::: RECORD EXCERPTS :::

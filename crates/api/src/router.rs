//! Shared application router builder.
//!
//! [`build_app_router`] is the single place the middleware stack is
//! assembled; `main.rs` and the integration tests both call it.

use std::time::Duration;

use axum::http::header::{AUTHORIZATION, CONTENT_TYPE};
use axum::http::{HeaderName, Method, StatusCode, Uri};
use axum::response::{IntoResponse, Response};
use axum::{Json, Router};
use serde_json::json;
use tower_http::catch_panic::CatchPanicLayer;
use tower_http::cors::CorsLayer;
use tower_http::request_id::{MakeRequestUuid, PropagateRequestIdLayer, SetRequestIdLayer};
use tower_http::timeout::TimeoutLayer;
use tower_http::trace::{DefaultMakeSpan, DefaultOnResponse, TraceLayer};
use tracing::Level;

use crate::config::ServerConfig;
use crate::routes;
use crate::state::AppState;

const REQUEST_ID_HEADER: &str = "x-request-id";

/// Build the full application [`Router`] with all middleware layers.
///
/// Layers run outermost-first in this order:
///
/// 1. CORS
/// 2. Assign `x-request-id`
/// 3. Request/response tracing (span carries the request id)
/// 4. Echo `x-request-id` on the response
/// 5. Request timeout
/// 6. Panic recovery
///
/// `/health` lives at the root; everything else is under `/api`. Unknown
/// paths get the same JSON error shape as handler failures.
pub fn build_app_router(state: AppState, config: &ServerConfig) -> Router {
    let request_id_header = HeaderName::from_static(REQUEST_ID_HEADER);

    Router::new()
        .merge(routes::health::router())
        .nest("/api", routes::api_routes(config.max_photo_bytes))
        .fallback(route_not_found)
        .layer(CatchPanicLayer::new())
        .layer(TimeoutLayer::with_status_code(
            StatusCode::REQUEST_TIMEOUT,
            Duration::from_secs(config.request_timeout_secs),
        ))
        .layer(PropagateRequestIdLayer::new(request_id_header.clone()))
        .layer(
            TraceLayer::new_for_http()
                .make_span_with(DefaultMakeSpan::new().level(Level::INFO).include_headers(false))
                .on_response(DefaultOnResponse::new().level(Level::INFO)),
        )
        .layer(SetRequestIdLayer::new(request_id_header, MakeRequestUuid))
        .layer(build_cors_layer(config))
        .with_state(state)
}

/// Build the CORS layer from the configured origin list.
///
/// Panics at startup if any configured origin is not a valid header value.
pub fn build_cors_layer(config: &ServerConfig) -> CorsLayer {
    let origins: Vec<_> = config
        .cors_origins
        .iter()
        .map(|o| {
            o.parse()
                .unwrap_or_else(|e| panic!("Invalid CORS origin '{o}': {e}"))
        })
        .collect();

    // The frontend only ever reads, creates, and replaces.
    CorsLayer::new()
        .allow_origin(origins)
        .allow_methods([Method::GET, Method::POST, Method::PUT])
        .allow_headers([CONTENT_TYPE, AUTHORIZATION])
        .allow_credentials(true)
        .max_age(Duration::from_secs(3600))
}

async fn route_not_found(uri: Uri) -> Response {
    (
        StatusCode::NOT_FOUND,
        Json(json!({
            "error": format!("No route for {}", uri.path()),
            "code": "NOT_FOUND",
        })),
    )
        .into_response()
}
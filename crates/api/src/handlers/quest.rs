//! Handlers for the `/quests` resource.
//!
//! All endpoints require authentication and only ever touch the caller's
//! own quests.

use axum::extract::{Path, State};
use axum::http::StatusCode;
use axum::Json;
use chrono::Utc;
use questlog_core::quest::{fallback_quest, QuestDraft, DEFAULT_CATEGORY};
use questlog_core::types::DbId;
use questlog_db::models::quest::{CreateQuest, QuestResponse};
use questlog_db::repositories::QuestRepo;
use serde::Deserialize;

use crate::engine::completion::{complete_quest as run_completion, CompletionOutcome};
use crate::error::AppResult;
use crate::extract::{AppJson, AppQuery};
use crate::handlers::user::load_user;
use crate::middleware::auth::AuthUser;
use crate::state::AppState;

/// Request body for `POST /quests/create`.
#[derive(Debug, Deserialize)]
pub struct CreateQuestRequest {
    pub title: String,
    #[serde(default)]
    pub description: String,
    pub quest_type: String,
    pub difficulty: String,
    pub xp_reward: i64,
    pub gold_reward: i64,
    pub category: String,
}

impl From<CreateQuestRequest> for QuestDraft {
    fn from(req: CreateQuestRequest) -> Self {
        Self {
            title: req.title.trim().to_string(),
            description: req.description,
            quest_type: req.quest_type,
            difficulty: req.difficulty.trim().to_lowercase(),
            xp_reward: req.xp_reward,
            gold_reward: req.gold_reward,
            category: req.category.trim().to_string(),
        }
    }
}

/// Query parameters for `POST /quests/generate`.
#[derive(Debug, Deserialize)]
pub struct GenerateQuestParams {
    pub category: Option<String>,
}

/// POST /api/quests/create
pub async fn create_quest(
    auth: AuthUser,
    State(state): State<AppState>,
    AppJson(input): AppJson<CreateQuestRequest>,
) -> AppResult<(StatusCode, Json<QuestResponse>)> {
    let draft = QuestDraft::from(input);
    draft.validate()?;

    let input = CreateQuest::from_draft(auth.user_id, draft);
    let quest = QuestRepo::create(&state.pool, &input).await?;

    tracing::info!(
        user_id = auth.user_id,
        quest_id = quest.id,
        difficulty = %quest.difficulty,
        xp_reward = quest.xp_reward,
        "Quest created",
    );

    Ok((StatusCode::CREATED, Json(quest.into())))
}

/// POST /api/quests/generate?category=
///
/// Create a quest from the static template for `category`
/// (default: `productivity`).
pub async fn generate_quest(
    auth: AuthUser,
    State(state): State<AppState>,
    AppQuery(params): AppQuery<GenerateQuestParams>,
) -> AppResult<(StatusCode, Json<QuestResponse>)> {
    let category = params.category.as_deref().unwrap_or(DEFAULT_CATEGORY);
    let draft = fallback_quest(category);

    let input = CreateQuest::from_draft(auth.user_id, draft);
    let quest = QuestRepo::create(&state.pool, &input).await?;

    tracing::info!(
        user_id = auth.user_id,
        quest_id = quest.id,
        category = %quest.category,
        "Quest generated",
    );

    Ok((StatusCode::CREATED, Json(quest.into())))
}

/// GET /api/quests/active
pub async fn list_active(
    auth: AuthUser,
    State(state): State<AppState>,
) -> AppResult<Json<Vec<QuestResponse>>> {
    let quests = QuestRepo::list_active(&state.pool, auth.user_id).await?;
    Ok(Json(quests.into_iter().map(QuestResponse::from).collect()))
}

/// GET /api/quests/completed
///
/// Most recently completed first.
pub async fn list_completed(
    auth: AuthUser,
    State(state): State<AppState>,
) -> AppResult<Json<Vec<QuestResponse>>> {
    let quests = QuestRepo::list_completed(&state.pool, auth.user_id).await?;
    Ok(Json(quests.into_iter().map(QuestResponse::from).collect()))
}

/// POST /api/quests/{id}/complete
///
/// Complete an active quest and credit its rewards. The calendar day used
/// for streak tracking is the current UTC date.
pub async fn complete_quest(
    auth: AuthUser,
    State(state): State<AppState>,
    Path(quest_id): Path<DbId>,
) -> AppResult<Json<CompletionOutcome>> {
    // Surface a deleted account as a 404 before touching the quest.
    load_user(&state, auth.user_id).await?;

    let today = Utc::now().date_naive();
    let outcome = run_completion(&state.pool, auth.user_id, quest_id, today).await?;
    Ok(Json(outcome))
}
//! Route definitions for the `/user` resource.

use axum::routing::{get, put};
use axum::Router;

use crate::handlers::user;
use crate::state::AppState;

/// Routes mounted at `/user`.
///
/// ```text
/// GET /profile -> get_profile
/// PUT /avatar  -> update_avatar
/// GET /stats   -> get_stats
/// ```
pub fn router() -> Router<AppState> {
    Router::new()
        .route("/profile", get(user::get_profile))
        .route("/avatar", put(user::update_avatar))
        .route("/stats", get(user::get_stats))
}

:::

» **TASK REQUIREMENTS**
Copy exactly. Start at the line containing "pub fn router()" and continue through the last line of the records.

» **RESULT OF THIS EXERCISE**
pub fn router() -> Router<AppState> {
    Router::new()
        .route("/profile", get(user::get_profile))
        .route("/avatar", put(user::update_avatar))
        .route("/stats", get(user::get_stats))
}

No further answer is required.